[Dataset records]
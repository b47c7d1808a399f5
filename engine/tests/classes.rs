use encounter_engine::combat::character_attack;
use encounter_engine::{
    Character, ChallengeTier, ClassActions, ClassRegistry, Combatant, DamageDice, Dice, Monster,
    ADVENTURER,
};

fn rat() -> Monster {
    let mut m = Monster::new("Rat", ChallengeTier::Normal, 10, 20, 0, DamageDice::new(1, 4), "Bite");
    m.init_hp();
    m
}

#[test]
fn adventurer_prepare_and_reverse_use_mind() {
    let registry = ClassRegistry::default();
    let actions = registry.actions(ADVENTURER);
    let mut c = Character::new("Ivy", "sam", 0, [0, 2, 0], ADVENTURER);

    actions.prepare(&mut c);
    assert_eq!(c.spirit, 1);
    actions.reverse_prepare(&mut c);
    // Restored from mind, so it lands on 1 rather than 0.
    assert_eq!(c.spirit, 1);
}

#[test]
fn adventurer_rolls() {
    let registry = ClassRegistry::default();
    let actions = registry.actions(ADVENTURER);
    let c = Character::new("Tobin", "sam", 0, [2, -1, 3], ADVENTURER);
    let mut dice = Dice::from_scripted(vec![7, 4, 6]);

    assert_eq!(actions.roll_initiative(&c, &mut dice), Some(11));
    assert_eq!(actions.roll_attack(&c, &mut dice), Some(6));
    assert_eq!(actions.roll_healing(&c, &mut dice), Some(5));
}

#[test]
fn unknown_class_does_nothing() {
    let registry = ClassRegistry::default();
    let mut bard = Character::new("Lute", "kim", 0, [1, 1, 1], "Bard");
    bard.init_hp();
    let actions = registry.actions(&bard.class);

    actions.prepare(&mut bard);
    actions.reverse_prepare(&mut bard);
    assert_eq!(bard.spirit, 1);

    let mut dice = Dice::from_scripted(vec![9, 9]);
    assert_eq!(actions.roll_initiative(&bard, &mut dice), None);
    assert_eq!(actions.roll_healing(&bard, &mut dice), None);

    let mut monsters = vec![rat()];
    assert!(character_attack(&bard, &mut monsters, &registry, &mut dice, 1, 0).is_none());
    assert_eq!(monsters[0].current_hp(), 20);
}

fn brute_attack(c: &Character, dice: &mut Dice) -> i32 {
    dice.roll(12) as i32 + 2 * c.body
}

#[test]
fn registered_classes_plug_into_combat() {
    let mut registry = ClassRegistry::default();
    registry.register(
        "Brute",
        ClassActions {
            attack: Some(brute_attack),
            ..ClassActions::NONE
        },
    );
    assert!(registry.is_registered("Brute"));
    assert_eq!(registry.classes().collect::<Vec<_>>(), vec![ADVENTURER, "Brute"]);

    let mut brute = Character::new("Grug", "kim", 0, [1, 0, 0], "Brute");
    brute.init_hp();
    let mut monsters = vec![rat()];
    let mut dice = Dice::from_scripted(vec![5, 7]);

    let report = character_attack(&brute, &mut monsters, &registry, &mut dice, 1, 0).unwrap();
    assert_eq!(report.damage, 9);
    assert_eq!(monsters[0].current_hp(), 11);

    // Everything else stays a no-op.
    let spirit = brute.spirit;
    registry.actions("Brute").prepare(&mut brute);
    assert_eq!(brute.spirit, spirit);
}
---
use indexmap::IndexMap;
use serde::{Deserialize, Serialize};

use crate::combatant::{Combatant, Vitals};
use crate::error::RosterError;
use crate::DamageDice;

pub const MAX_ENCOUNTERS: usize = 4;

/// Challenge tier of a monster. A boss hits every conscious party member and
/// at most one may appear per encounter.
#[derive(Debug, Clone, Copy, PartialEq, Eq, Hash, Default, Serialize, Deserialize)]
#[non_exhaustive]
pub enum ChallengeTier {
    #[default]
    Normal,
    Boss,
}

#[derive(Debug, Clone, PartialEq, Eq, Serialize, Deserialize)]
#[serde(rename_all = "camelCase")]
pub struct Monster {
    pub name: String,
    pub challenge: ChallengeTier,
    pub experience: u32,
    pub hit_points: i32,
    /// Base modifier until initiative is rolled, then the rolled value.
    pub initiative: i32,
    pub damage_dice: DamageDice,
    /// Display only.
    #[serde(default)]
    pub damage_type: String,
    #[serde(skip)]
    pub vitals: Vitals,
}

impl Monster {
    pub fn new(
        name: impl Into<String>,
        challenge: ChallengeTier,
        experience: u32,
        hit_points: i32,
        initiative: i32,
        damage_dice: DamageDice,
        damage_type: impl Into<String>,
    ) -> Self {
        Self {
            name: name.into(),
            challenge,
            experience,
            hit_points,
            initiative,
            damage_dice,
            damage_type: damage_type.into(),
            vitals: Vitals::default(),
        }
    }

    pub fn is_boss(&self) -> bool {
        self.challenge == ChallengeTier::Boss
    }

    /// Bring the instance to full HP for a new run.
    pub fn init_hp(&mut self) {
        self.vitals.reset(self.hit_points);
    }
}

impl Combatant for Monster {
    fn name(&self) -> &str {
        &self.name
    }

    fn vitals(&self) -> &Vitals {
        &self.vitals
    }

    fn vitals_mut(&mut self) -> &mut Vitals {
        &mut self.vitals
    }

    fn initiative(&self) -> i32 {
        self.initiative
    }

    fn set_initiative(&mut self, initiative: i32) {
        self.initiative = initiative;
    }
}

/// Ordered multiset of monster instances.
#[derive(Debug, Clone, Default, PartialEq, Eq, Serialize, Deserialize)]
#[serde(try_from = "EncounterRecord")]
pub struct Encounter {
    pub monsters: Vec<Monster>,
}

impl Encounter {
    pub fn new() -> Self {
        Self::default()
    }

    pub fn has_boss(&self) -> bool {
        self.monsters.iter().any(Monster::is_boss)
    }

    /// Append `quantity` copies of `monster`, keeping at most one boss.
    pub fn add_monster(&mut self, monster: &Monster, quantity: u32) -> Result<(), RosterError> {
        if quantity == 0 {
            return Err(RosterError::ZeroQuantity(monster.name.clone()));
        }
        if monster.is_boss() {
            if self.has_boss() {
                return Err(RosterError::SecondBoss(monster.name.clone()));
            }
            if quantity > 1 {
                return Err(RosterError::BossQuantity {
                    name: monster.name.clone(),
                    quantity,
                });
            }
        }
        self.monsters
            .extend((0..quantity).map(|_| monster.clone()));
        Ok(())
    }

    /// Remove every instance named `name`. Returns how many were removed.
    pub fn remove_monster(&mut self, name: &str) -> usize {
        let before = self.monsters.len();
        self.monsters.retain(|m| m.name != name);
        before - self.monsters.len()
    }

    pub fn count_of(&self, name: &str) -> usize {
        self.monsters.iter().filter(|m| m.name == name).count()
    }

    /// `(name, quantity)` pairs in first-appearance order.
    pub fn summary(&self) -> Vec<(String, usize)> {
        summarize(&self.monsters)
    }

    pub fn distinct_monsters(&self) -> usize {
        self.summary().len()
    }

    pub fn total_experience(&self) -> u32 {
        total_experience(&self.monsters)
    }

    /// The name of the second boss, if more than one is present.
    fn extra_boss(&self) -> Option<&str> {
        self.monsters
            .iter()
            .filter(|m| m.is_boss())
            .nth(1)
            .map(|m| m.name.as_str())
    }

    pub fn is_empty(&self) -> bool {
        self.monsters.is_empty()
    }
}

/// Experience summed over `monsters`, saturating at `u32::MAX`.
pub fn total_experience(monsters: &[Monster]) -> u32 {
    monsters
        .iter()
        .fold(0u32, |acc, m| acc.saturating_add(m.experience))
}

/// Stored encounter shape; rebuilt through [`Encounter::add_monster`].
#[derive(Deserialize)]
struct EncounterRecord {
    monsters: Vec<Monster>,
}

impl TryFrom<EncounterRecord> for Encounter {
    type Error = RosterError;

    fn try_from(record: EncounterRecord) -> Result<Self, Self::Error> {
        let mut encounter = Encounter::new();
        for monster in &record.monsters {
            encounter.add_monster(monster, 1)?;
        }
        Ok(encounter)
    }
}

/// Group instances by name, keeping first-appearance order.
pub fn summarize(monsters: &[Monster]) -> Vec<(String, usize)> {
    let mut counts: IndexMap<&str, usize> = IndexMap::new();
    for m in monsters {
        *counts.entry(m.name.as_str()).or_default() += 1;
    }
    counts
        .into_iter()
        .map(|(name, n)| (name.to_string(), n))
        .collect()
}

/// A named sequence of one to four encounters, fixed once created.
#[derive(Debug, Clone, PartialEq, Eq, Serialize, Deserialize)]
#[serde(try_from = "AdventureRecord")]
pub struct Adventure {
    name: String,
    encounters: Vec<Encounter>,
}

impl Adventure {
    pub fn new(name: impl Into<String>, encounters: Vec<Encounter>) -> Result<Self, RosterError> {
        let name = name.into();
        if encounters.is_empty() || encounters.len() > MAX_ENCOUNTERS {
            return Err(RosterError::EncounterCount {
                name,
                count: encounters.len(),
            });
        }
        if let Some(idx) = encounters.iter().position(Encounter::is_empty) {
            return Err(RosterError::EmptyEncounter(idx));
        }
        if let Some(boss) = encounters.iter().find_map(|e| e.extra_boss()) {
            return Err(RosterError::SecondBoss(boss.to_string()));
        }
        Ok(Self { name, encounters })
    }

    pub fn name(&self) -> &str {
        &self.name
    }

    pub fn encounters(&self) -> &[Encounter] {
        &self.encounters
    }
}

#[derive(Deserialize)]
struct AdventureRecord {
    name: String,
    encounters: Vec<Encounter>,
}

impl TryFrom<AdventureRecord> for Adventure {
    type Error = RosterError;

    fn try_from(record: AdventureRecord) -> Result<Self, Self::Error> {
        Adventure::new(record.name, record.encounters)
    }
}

**WHAT TO WORK ON:**
The reply should consist solely of the lines above from the one that has "repository b47c7d1808a399f5" through the one that has "assert!(character_attack(&bard, &mut monsters, &registry, &mut", reproduced exactly.

**ANSWER TO THIS TASK:**
repository b47c7d1808a399f5
filename engine/tests/classes.rs
use encounter_engine::combat::character_attack;
use encounter_engine::{
    Character, ChallengeTier, ClassActions, ClassRegistry, Combatant, DamageDice, Dice, Monster,
    ADVENTURER,
};

fn rat() -> Monster {
    let mut m = Monster::new("Rat", ChallengeTier::Normal, 10, 20, 0, DamageDice::new(1, 4), "Bite");
    m.init_hp();
    m
}

#[test]
fn adventurer_prepare_and_reverse_use_mind() {
    let registry = ClassRegistry::default();
    let actions = registry.actions(ADVENTURER);
    let mut c = Character::new("Ivy", "sam", 0, [0, 2, 0], ADVENTURER);

    actions.prepare(&mut c);
    assert_eq!(c.spirit, 1);
    actions.reverse_prepare(&mut c);
    // Restored from mind, so it lands on 1 rather than 0.
    assert_eq!(c.spirit, 1);
}

#[test]
fn adventurer_rolls() {
    let registry = ClassRegistry::default();
    let actions = registry.actions(ADVENTURER);
    let c = Character::new("Tobin", "sam", 0, [2, -1, 3], ADVENTURER);
    let mut dice = Dice::from_scripted(vec![7, 4, 6]);

    assert_eq!(actions.roll_initiative(&c, &mut dice), Some(11));
    assert_eq!(actions.roll_attack(&c, &mut dice), Some(6));
    assert_eq!(actions.roll_healing(&c, &mut dice), Some(5));
}

#[test]
fn unknown_class_does_nothing() {
    let registry = ClassRegistry::default();
    let mut bard = Character::new("Lute", "kim", 0, [1, 1, 1], "Bard");
    bard.init_hp();
    let actions = registry.actions(&bard.class);

    actions.prepare(&mut bard);
    actions.reverse_prepare(&mut bard);
    assert_eq!(bard.spirit, 1);

    let mut dice = Dice::from_scripted(vec![9, 9]);
    assert_eq!(actions.roll_initiative(&bard, &mut dice), None);
    assert_eq!(actions.roll_healing(&bard, &mut dice), None);

    let mut monsters = vec![rat()];
    assert!(character_attack(&bard, &mut monsters, &registry, &mut dice, 1, 0).is_none());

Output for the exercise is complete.